■ Exercise description
Your reply should hold only the lines from the records below where "Parser" occurs.

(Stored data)
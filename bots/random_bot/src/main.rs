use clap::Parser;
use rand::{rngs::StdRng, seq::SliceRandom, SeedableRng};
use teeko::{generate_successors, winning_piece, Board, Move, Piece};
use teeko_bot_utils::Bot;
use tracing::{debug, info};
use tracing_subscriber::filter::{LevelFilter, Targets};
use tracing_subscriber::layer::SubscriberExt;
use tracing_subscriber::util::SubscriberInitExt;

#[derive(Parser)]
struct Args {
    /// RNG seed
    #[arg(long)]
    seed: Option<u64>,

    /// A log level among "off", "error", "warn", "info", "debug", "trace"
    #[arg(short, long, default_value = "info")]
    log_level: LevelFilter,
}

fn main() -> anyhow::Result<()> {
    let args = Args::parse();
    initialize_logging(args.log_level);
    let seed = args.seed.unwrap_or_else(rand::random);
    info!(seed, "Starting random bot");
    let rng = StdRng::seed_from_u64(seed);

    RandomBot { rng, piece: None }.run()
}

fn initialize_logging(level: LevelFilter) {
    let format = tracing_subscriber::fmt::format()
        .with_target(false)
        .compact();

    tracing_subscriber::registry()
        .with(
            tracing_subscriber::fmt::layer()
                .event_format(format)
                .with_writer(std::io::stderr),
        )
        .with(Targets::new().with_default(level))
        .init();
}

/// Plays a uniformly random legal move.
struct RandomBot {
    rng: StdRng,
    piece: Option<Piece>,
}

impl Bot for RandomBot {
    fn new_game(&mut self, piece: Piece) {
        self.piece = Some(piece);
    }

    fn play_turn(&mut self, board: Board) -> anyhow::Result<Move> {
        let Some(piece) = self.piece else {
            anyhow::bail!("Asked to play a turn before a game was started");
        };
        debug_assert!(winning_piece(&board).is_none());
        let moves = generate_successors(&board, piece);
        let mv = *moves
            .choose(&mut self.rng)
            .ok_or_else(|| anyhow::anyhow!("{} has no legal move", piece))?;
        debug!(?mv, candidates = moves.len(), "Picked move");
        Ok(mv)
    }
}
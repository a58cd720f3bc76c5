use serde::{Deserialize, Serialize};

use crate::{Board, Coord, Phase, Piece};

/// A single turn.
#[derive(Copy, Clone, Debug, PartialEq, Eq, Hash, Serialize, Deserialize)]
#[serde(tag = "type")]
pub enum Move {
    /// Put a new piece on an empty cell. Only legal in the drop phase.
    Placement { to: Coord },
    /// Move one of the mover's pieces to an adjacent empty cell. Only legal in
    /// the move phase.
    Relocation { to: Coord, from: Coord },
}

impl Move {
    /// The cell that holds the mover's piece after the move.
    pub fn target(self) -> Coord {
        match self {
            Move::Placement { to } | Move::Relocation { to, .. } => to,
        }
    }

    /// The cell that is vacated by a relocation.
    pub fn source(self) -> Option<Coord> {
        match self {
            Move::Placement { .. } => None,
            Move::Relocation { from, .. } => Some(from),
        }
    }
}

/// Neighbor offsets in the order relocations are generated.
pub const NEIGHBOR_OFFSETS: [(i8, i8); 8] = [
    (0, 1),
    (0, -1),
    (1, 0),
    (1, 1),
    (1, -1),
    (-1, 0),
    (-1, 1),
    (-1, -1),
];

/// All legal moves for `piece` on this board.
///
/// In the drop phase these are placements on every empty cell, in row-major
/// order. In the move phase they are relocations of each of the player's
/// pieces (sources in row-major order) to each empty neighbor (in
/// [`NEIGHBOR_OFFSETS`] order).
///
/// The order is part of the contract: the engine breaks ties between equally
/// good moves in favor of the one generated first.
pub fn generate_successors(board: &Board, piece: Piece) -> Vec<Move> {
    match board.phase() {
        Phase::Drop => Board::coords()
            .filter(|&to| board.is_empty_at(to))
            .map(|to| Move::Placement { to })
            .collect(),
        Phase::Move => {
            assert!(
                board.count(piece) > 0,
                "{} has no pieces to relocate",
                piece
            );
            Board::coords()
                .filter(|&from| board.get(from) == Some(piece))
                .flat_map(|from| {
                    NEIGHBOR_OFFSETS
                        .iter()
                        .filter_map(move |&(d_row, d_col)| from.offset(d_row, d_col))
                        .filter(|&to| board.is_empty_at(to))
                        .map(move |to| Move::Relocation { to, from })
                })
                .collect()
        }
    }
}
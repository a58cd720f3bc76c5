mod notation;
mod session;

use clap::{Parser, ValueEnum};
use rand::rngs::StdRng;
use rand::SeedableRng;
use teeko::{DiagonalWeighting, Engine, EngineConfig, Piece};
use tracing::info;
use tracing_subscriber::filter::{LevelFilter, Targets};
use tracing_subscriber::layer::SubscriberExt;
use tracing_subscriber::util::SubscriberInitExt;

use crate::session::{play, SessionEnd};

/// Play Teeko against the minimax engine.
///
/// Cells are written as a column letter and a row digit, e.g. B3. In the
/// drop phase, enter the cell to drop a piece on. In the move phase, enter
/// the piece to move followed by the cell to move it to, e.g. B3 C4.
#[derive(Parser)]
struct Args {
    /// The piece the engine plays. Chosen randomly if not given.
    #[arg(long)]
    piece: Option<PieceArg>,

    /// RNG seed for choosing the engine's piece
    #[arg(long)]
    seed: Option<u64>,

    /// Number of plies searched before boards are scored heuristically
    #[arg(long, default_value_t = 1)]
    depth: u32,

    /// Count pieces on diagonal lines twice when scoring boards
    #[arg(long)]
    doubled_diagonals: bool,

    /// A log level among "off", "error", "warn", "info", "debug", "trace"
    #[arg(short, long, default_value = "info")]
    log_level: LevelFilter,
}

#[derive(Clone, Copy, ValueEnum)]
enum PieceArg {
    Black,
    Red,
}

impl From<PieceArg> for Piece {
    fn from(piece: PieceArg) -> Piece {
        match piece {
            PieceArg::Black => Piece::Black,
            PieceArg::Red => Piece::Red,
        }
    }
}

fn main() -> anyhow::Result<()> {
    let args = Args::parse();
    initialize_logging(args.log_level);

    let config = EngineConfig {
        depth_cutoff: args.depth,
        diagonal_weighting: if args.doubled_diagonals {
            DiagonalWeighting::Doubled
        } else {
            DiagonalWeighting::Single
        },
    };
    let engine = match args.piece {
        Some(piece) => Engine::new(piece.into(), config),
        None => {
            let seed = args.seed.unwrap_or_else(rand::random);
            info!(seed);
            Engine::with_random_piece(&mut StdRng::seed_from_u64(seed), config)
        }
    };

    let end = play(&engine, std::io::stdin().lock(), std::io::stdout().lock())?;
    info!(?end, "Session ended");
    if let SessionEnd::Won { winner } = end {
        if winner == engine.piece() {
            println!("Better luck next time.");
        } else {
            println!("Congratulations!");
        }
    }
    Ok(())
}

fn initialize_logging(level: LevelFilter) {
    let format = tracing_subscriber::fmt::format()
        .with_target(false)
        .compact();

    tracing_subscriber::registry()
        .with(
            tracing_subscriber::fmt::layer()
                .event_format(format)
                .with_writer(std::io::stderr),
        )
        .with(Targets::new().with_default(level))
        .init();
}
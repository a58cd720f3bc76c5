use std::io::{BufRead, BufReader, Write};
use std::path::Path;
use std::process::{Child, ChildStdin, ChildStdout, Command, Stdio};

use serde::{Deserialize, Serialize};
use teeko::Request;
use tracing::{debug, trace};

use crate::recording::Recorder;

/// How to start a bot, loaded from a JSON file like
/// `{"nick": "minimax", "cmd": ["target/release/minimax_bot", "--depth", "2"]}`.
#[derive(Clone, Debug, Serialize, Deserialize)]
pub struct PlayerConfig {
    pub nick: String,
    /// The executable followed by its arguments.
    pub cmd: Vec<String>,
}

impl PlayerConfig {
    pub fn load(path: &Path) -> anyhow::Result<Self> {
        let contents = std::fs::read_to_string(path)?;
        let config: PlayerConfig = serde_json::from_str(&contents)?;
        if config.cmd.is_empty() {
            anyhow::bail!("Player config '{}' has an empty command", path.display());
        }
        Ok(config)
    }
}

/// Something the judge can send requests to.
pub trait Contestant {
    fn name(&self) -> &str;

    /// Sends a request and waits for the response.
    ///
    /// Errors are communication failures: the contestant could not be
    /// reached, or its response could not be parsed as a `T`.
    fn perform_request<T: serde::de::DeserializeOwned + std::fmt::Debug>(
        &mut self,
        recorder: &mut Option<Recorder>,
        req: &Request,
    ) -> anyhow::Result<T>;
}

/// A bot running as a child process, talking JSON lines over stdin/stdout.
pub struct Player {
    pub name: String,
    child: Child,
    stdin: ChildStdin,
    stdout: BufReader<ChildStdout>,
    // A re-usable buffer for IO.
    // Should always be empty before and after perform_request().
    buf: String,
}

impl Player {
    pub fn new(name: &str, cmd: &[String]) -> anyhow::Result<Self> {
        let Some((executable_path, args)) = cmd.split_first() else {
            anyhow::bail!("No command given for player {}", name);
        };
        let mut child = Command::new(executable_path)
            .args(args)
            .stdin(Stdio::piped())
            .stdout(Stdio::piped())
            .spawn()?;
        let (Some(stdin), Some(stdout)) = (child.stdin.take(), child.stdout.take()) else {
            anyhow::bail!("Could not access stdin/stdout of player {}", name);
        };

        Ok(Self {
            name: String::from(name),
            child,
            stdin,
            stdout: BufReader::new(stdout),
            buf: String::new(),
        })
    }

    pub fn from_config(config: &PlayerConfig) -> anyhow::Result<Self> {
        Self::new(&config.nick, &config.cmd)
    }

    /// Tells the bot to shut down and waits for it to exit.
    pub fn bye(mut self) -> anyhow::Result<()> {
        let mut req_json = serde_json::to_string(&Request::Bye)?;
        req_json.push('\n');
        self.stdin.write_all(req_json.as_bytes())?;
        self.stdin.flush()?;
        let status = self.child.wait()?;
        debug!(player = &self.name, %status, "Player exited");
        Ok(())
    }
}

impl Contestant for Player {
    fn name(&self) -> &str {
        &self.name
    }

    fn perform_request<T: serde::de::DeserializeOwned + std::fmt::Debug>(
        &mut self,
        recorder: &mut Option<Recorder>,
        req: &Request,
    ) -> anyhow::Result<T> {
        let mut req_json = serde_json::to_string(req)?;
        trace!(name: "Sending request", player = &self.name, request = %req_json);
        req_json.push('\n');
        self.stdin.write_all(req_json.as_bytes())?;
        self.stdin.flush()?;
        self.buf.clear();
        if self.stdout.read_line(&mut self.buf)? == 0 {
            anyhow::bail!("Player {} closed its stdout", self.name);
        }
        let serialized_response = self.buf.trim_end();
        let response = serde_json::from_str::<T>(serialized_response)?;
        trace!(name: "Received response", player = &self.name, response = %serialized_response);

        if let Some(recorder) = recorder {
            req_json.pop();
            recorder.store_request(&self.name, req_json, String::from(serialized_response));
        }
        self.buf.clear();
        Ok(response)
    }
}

■ Completed exercise
use clap::Parser;
#[derive(Parser)]
use clap::{Parser, ValueEnum};
#[derive(Parser)]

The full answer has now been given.